We are about to enter into the season of Lent. Forty days of identity search. It begins with an outward sign that you can wash off, and probably will within hours of its being imposed: a cross of ashes on your forehead. Everyone who sees that cross will know your identity and know where you’ve already been that day. But once it is cleaned away, who will know and what will they know? That is the question posed by this Gospel, an appropriate question to raise three days before Lent begins.

In years past, people knew our identity by what we ate on Friday by how we began a meal in public with the sign of the cross, as much as by where we went to church. These days, it is probably worth asking the question: How would anyone know we were disciples of Jesus rather than disciples of Alan Greenspan? How would they know that we live by Gospel values rather than peer pressure? How would they know that we believe that we have been made by God from the dust of the earth and will return to that dust one day?

The Forty Days that begin this Wednesday give us time to consider those questions and others like them that concern our identity as children of God and Disciples of Christ Jesus. Sacrifice, fasting, and prayer are the time-honored ways of sorting out and confirming our identity. Until we know who we are, no one else will either. Those ancient and well-proven ways provide for us our identity and give us the courage to make more public witness to the truth of that identity by the choices we make, the causes we claim, and the style of our life in relationship to this world and its inhabitants.

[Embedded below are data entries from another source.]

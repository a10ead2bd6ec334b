//! Hash-based aggregation executor for grouping and aggregate functions.
//!
//! This module implements a hash aggregation executor that supports:
//! - Multiple grouping columns
//! - Multiple aggregate functions (COUNT, SUM, MIN, MAX)
//! - Exact-type accumulation: mixing value types within a group is an error
//!
//! The executor is blocking. `open()` drains the child completely and
//! materializes one row per group, in the order groups were first seen;
//! `next()` then steps through those rows.

use crate::access::{Value, ValueError};
use crate::executor::{Executor, Row};
use anyhow::{anyhow, bail, Result};
use log::debug;
use std::cmp::Ordering;
use std::collections::HashMap;
use std::fmt;

/// Supported aggregate functions
#[derive(Debug, Clone, Copy, PartialEq, Eq, Hash)]
pub enum AggregateFunction {
    /// COUNT(*) or COUNT(col) - number of rows in the group
    Count,
    /// SUM(col) - wrapping sum for integers
    Sum,
    /// MIN(col)
    Min,
    /// MAX(col)
    Max,
}

impl AggregateFunction {
    /// Returns the name of the aggregate function
    pub fn name(&self) -> &'static str {
        match self {
            AggregateFunction::Count => "COUNT",
            AggregateFunction::Sum => "SUM",
            AggregateFunction::Min => "MIN",
            AggregateFunction::Max => "MAX",
        }
    }
}

/// Specification for an aggregate computation
#[derive(Debug, Clone, PartialEq, Eq)]
pub struct AggregateSpec {
    /// The aggregate function to apply
    pub function: AggregateFunction,
    /// Column index to aggregate (None for COUNT(*))
    pub column_idx: Option<usize>,
}

impl AggregateSpec {
    pub fn new(function: AggregateFunction, column_idx: Option<usize>) -> Self {
        Self {
            function,
            column_idx,
        }
    }

    pub fn count_star() -> Self {
        Self::new(AggregateFunction::Count, None)
    }

    pub fn sum(column_idx: usize) -> Self {
        Self::new(AggregateFunction::Sum, Some(column_idx))
    }

    pub fn min(column_idx: usize) -> Self {
        Self::new(AggregateFunction::Min, Some(column_idx))
    }

    pub fn max(column_idx: usize) -> Self {
        Self::new(AggregateFunction::Max, Some(column_idx))
    }
}

impl fmt::Display for AggregateSpec {
    fn fmt(&self, f: &mut fmt::Formatter<'_>) -> fmt::Result {
        match self.column_idx {
            Some(idx) => write!(f, "{}(#{})", self.function.name(), idx),
            None => write!(f, "{}(*)", self.function.name()),
        }
    }
}

/// Running value of one aggregate within one group
#[derive(Debug, Clone)]
enum AggregateState {
    Count(i32),
    /// SUM/MIN/MAX before the first value
    Empty,
    Value(Value),
}

impl AggregateState {
    fn new(function: AggregateFunction) -> Self {
        match function {
            AggregateFunction::Count => AggregateState::Count(0),
            _ => AggregateState::Empty,
        }
    }

    /// Update the state with a new value
    fn update(&mut self, value: Option<&Value>, function: AggregateFunction) -> Result<()> {
        if let AggregateState::Count(count) = self {
            *count = count.wrapping_add(1);
            return Ok(());
        }

        let value = value.ok_or_else(|| anyhow!("{} requires a column", function.name()))?;
        if function == AggregateFunction::Sum {
            if let Value::Text(_) = value {
                return Err(ValueError::Unsupported {
                    operation: "SUM",
                    data_type: value.data_type(),
                }
                .into());
            }
        }

        match self {
            AggregateState::Empty => *self = AggregateState::Value(value.clone()),
            AggregateState::Value(current) => {
                let replacement = match function {
                    AggregateFunction::Sum => Some(current.add(value)?),
                    AggregateFunction::Min => {
                        (value.compare(current)? == Ordering::Less).then(|| value.clone())
                    }
                    AggregateFunction::Max => {
                        (value.compare(current)? == Ordering::Greater).then(|| value.clone())
                    }
                    AggregateFunction::Count => None,
                };
                if let Some(replacement) = replacement {
                    *current = replacement;
                }
            }
            AggregateState::Count(_) => {}
        }
        Ok(())
    }

    /// Get the final aggregate value
    fn finalize(self) -> Result<Value> {
        match self {
            AggregateState::Count(count) => Ok(Value::Int32(count)),
            AggregateState::Value(value) => Ok(value),
            AggregateState::Empty => bail!("Aggregate finalized without input"),
        }
    }
}

/// Hash-based aggregation executor
pub struct HashAggregateExecutor {
    /// Child executor providing input rows
    child: Box<dyn Executor>,
    /// Column indices to group by
    group_by: Vec<usize>,
    /// Aggregate functions to compute
    aggregates: Vec<AggregateSpec>,
    /// Materialized output: group key columns followed by aggregate columns
    results: Vec<Row>,
    /// Index of the current output row
    cursor: Option<usize>,
    initialized: bool,
}

impl HashAggregateExecutor {
    pub fn new(
        child: Box<dyn Executor>,
        group_by: Vec<usize>,
        aggregates: Vec<AggregateSpec>,
    ) -> Result<Self> {
        if group_by.is_empty() && aggregates.is_empty() {
            bail!("At least one grouping column or aggregate function must be specified");
        }
        for agg in &aggregates {
            if agg.column_idx.is_none() && agg.function != AggregateFunction::Count {
                bail!("{} requires a column", agg.function.name());
            }
        }

        Ok(Self {
            child,
            group_by,
            aggregates,
            results: Vec::new(),
            cursor: None,
            initialized: false,
        })
    }

    fn column<'a>(values: &'a [Value], idx: usize) -> Result<&'a Value> {
        values.get(idx).ok_or_else(|| {
            anyhow!(
                "Column index {} is out of bounds for row with {} columns",
                idx,
                values.len()
            )
        })
    }

    /// Extract group key from a row
    fn extract_group_key(&self, values: &[Value]) -> Result<Vec<Value>> {
        self.group_by
            .iter()
            .map(|&idx| Self::column(values, idx).cloned())
            .collect()
    }

    /// Drain the child and build one output row per group
    fn consume_input(&mut self) -> Result<()> {
        let mut slots: HashMap<Vec<Value>, usize> = HashMap::new();
        let mut groups: Vec<(Vec<Value>, Vec<AggregateState>)> = Vec::new();
        let mut input_rows = 0usize;

        while self.child.next()? {
            let values = self.child.output();
            input_rows += 1;

            let group_key = self.extract_group_key(values)?;
            let slot = match slots.get(&group_key) {
                Some(&slot) => slot,
                None => {
                    let states = self
                        .aggregates
                        .iter()
                        .map(|agg| AggregateState::new(agg.function))
                        .collect();
                    groups.push((group_key.clone(), states));
                    slots.insert(group_key, groups.len() - 1);
                    groups.len() - 1
                }
            };

            let states = &mut groups[slot].1;
            for (state, agg) in states.iter_mut().zip(&self.aggregates) {
                let value = match agg.column_idx {
                    Some(idx) => Some(Self::column(values, idx)?),
                    None => None,
                };
                state.update(value, agg.function)?;
            }
        }

        self.results = groups
            .into_iter()
            .map(|(mut row, states)| {
                for state in states {
                    row.push(state.finalize()?);
                }
                Ok(row)
            })
            .collect::<Result<_>>()?;

        debug!(
            "Aggregated {} rows into {} groups",
            input_rows,
            self.results.len()
        );
        Ok(())
    }
}

impl Executor for HashAggregateExecutor {
    fn open(&mut self) -> Result<()> {
        self.results.clear();
        self.cursor = None;

        self.child.open()?;
        self.consume_input()?;
        self.child.close()?;

        self.initialized = true;
        Ok(())
    }

    fn next(&mut self) -> Result<bool> {
        if !self.initialized {
            bail!("Executor not initialized. Call open() first.");
        }

        let next = self.cursor.map_or(0, |cursor| cursor + 1);
        self.cursor = Some(next.min(self.results.len()));
        Ok(next < self.results.len())
    }

    fn close(&mut self) -> Result<()> {
        self.results.clear();
        self.cursor = None;
        self.initialized = false;
        Ok(())
    }

    fn output(&self) -> &[Value] {
        match self.cursor {
            Some(cursor) if cursor < self.results.len() => &self.results[cursor],
            _ => &[],
        }
    }
}
use bytes::{Buf, BufMut};
use std::cmp::Ordering;
use std::fmt;
use std::hash::{Hash, Hasher};
use thiserror::Error;

/// Size of the per-field header: 1 byte tag + 2 bytes payload length.
pub const FIELD_HEADER_SIZE: usize = 3;

/// Data types supported by the engine
#[repr(u8)]
#[derive(Debug, Clone, Copy, PartialEq, Eq, Hash)]
pub enum DataType {
    Int32 = 0,
    Float32 = 1,
    Text = 2,
}

impl DataType {
    pub fn from_u8(value: u8) -> Result<Self, ValueError> {
        match value {
            0 => Ok(DataType::Int32),
            1 => Ok(DataType::Float32),
            2 => Ok(DataType::Text),
            _ => Err(ValueError::Decode(format!("unknown data type tag {}", value))),
        }
    }
}

/// Errors raised when values are combined, compared, encoded or decoded.
#[derive(Error, Debug, Clone, PartialEq)]
pub enum ValueError {
    #[error("Type mismatch: cannot combine {left:?} with {right:?}")]
    TypeMismatch { left: DataType, right: DataType },

    #[error("{operation} is not supported for {data_type:?}")]
    Unsupported {
        operation: &'static str,
        data_type: DataType,
    },

    #[error("Encode error: {0}")]
    Encode(String),

    #[error("Decode error: {0}")]
    Decode(String),
}

/// A single typed field value. Values are immutable once built and are
/// cloned, never shared, when they cross operator boundaries.
#[derive(Debug, Clone)]
pub enum Value {
    Int32(i32),
    Float32(f32),
    Text(String),
}

impl Value {
    pub fn data_type(&self) -> DataType {
        match self {
            Value::Int32(_) => DataType::Int32,
            Value::Float32(_) => DataType::Float32,
            Value::Text(_) => DataType::Text,
        }
    }

    pub fn as_i32(&self) -> Option<i32> {
        match self {
            Value::Int32(v) => Some(*v),
            _ => None,
        }
    }

    /// Compare two values of the same type.
    ///
    /// Floats are ordered with IEEE 754 `totalOrder`, so NaN sorts above
    /// every other value instead of being incomparable.
    pub fn compare(&self, other: &Value) -> Result<Ordering, ValueError> {
        match (self, other) {
            (Value::Int32(a), Value::Int32(b)) => Ok(a.cmp(b)),
            (Value::Float32(a), Value::Float32(b)) => Ok(a.total_cmp(b)),
            (Value::Text(a), Value::Text(b)) => Ok(a.cmp(b)),
            _ => Err(self.mismatch(other)),
        }
    }

    /// Add two values of the same numeric type. Integer addition wraps.
    pub fn add(&self, other: &Value) -> Result<Value, ValueError> {
        match (self, other) {
            (Value::Int32(a), Value::Int32(b)) => Ok(Value::Int32(a.wrapping_add(*b))),
            (Value::Float32(a), Value::Float32(b)) => Ok(Value::Float32(a + b)),
            (Value::Text(_), Value::Text(_)) => Err(ValueError::Unsupported {
                operation: "addition",
                data_type: DataType::Text,
            }),
            _ => Err(self.mismatch(other)),
        }
    }

    fn mismatch(&self, other: &Value) -> ValueError {
        ValueError::TypeMismatch {
            left: self.data_type(),
            right: other.data_type(),
        }
    }

    /// Number of bytes `encode` writes for this value.
    pub fn encoded_size(&self) -> usize {
        FIELD_HEADER_SIZE + self.payload_len()
    }

    fn payload_len(&self) -> usize {
        match self {
            Value::Int32(_) | Value::Float32(_) => 4,
            Value::Text(s) => s.len(),
        }
    }

    /// Append `tag, length, payload` to `buf`.
    pub fn encode<B: BufMut>(&self, buf: &mut B) -> Result<(), ValueError> {
        let len = self.payload_len();
        let len = u16::try_from(len)
            .map_err(|_| ValueError::Encode(format!("field payload of {} bytes is too long", len)))?;
        buf.put_u8(self.data_type() as u8);
        buf.put_u16_le(len);
        match self {
            Value::Int32(v) => buf.put_i32_le(*v),
            Value::Float32(v) => buf.put_f32_le(*v),
            Value::Text(s) => buf.put_slice(s.as_bytes()),
        }
        Ok(())
    }

    /// Read one field from the front of `buf`, advancing it.
    pub fn decode<B: Buf>(buf: &mut B) -> Result<Value, ValueError> {
        if buf.remaining() < FIELD_HEADER_SIZE {
            return Err(ValueError::Decode("truncated field header".to_string()));
        }
        let data_type = DataType::from_u8(buf.get_u8())?;
        let len = buf.get_u16_le() as usize;
        if buf.remaining() < len {
            return Err(ValueError::Decode(format!(
                "field needs {} bytes, only {} left",
                len,
                buf.remaining()
            )));
        }

        match data_type {
            DataType::Int32 | DataType::Float32 if len != 4 => Err(ValueError::Decode(format!(
                "{:?} field has width {}",
                data_type, len
            ))),
            DataType::Int32 => Ok(Value::Int32(buf.get_i32_le())),
            DataType::Float32 => Ok(Value::Float32(buf.get_f32_le())),
            DataType::Text => {
                let mut bytes = vec![0u8; len];
                buf.copy_to_slice(&mut bytes);
                String::from_utf8(bytes)
                    .map(Value::Text)
                    .map_err(|e| ValueError::Decode(e.to_string()))
            }
        }
    }
}

impl PartialEq for Value {
    fn eq(&self, other: &Self) -> bool {
        match (self, other) {
            (Value::Int32(a), Value::Int32(b)) => a == b,
            (Value::Float32(a), Value::Float32(b)) => a.to_bits() == b.to_bits(),
            (Value::Text(a), Value::Text(b)) => a == b,
            _ => false,
        }
    }
}

impl Eq for Value {}

impl Hash for Value {
    fn hash<H: Hasher>(&self, state: &mut H) {
        self.data_type().hash(state);
        match self {
            Value::Int32(v) => v.hash(state),
            Value::Float32(v) => v.to_bits().hash(state),
            Value::Text(s) => s.hash(state),
        }
    }
}

impl fmt::Display for Value {
    fn fmt(&self, f: &mut fmt::Formatter<'_>) -> fmt::Result {
        match self {
            Value::Int32(v) => write!(f, "{}", v),
            Value::Float32(v) => write!(f, "{}", v),
            Value::Text(s) => write!(f, "{}", s),
        }
    }
}

impl From<i32> for Value {
    fn from(v: i32) -> Self {
        Value::Int32(v)
    }
}

impl From<f32> for Value {
    fn from(v: f32) -> Self {
        Value::Float32(v)
    }
}

impl From<&str> for Value {
    fn from(s: &str) -> Self {
        Value::Text(s.to_string())
    }
}

impl From<String> for Value {
    fn from(s: String) -> Self {
        Value::Text(s)
    }
}

#[cfg(test)]
mod tests {
    use super::*;
    use anyhow::Result;

    fn round_trip(value: &Value) -> Result<Value> {
        let mut buf = Vec::new();
        value.encode(&mut buf)?;
        assert_eq!(buf.len(), value.encoded_size());
        Ok(Value::decode(&mut buf.as_slice())?)
    }

    #[test]
    fn test_data_type_conversion() -> Result<()> {
        assert_eq!(DataType::from_u8(0)?, DataType::Int32);
        assert_eq!(DataType::from_u8(1)?, DataType::Float32);
        assert_eq!(DataType::from_u8(2)?, DataType::Text);
        assert!(DataType::from_u8(99).is_err());
        Ok(())
    }

    #[test]
    fn test_encode_decode() -> Result<()> {
        for value in [
            Value::Int32(-42),
            Value::Float32(132.04),
            Value::Text("hello world".to_string()),
            Value::Text(String::new()),
        ] {
            assert_eq!(round_trip(&value)?, value);
        }
        Ok(())
    }

    #[test]
    fn test_text_with_embedded_nul() -> Result<()> {
        let value = Value::Text("a\0b c".to_string());
        assert_eq!(round_trip(&value)?, value);
        Ok(())
    }

    #[test]
    fn test_compare_same_type() -> Result<()> {
        assert_eq!(Value::Int32(1).compare(&Value::Int32(2))?, Ordering::Less);
        assert_eq!(
            Value::Float32(2.5).compare(&Value::Float32(2.5))?,
            Ordering::Equal
        );
        assert_eq!(
            Value::from("b").compare(&Value::from("a"))?,
            Ordering::Greater
        );
        Ok(())
    }

    #[test]
    fn test_compare_type_mismatch() {
        let err = Value::Int32(1).compare(&Value::Float32(1.0)).unwrap_err();
        assert_eq!(
            err,
            ValueError::TypeMismatch {
                left: DataType::Int32,
                right: DataType::Float32
            }
        );
    }

    #[test]
    fn test_add() -> Result<()> {
        assert_eq!(Value::Int32(10).add(&Value::Int32(20))?, Value::Int32(30));
        assert_eq!(
            Value::Float32(1.5).add(&Value::Float32(1.0))?,
            Value::Float32(2.5)
        );
        assert!(Value::from("a").add(&Value::from("b")).is_err());
        assert!(Value::Int32(1).add(&Value::Float32(1.0)).is_err());
        Ok(())
    }

    #[test]
    fn test_decode_rejects_bad_width() {
        // Int32 tag with a 2-byte payload
        let bytes = [0u8, 2, 0, 1, 2];
        assert!(Value::decode(&mut &bytes[..]).is_err());
    }

    #[test]
    fn test_encode_rejects_oversized_text() {
        let value = Value::Text("x".repeat(70_000));
        let mut buf = Vec::new();
        assert!(matches!(value.encode(&mut buf), Err(ValueError::Encode(_))));
        assert!(buf.is_empty());
    }

    #[test]
    fn test_decode_truncated() {
        let bytes = [2u8, 10, 0, b'a'];
        assert!(Value::decode(&mut &bytes[..]).is_err());
    }
}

The Challenge of the Pharisees speaks to us today, about how we are to preserve our identity in a world that is hostile or indifferent to the values of our faith and the Gospel of Christ Jesus. What we shall do, and how we shall observe these forty days are matters that shape that identity and remind us who we are. These sacraments, customs, prayers, fasting, and almsgiving are for us what the Law was for the Pharisees. The observance of these customs are what keep us together and faithful to the one who has lived among us and remains among us in the sacramental life of the church. A little patch here, a little fix now and then is not going to keep us faithful to the Gospel we have been given and the life we are promised. What is required says Jesus, is that we abandon whole ways of thinking, adopt new ways of living, and embrace a life that will never leave in doubt who we are and where we are going.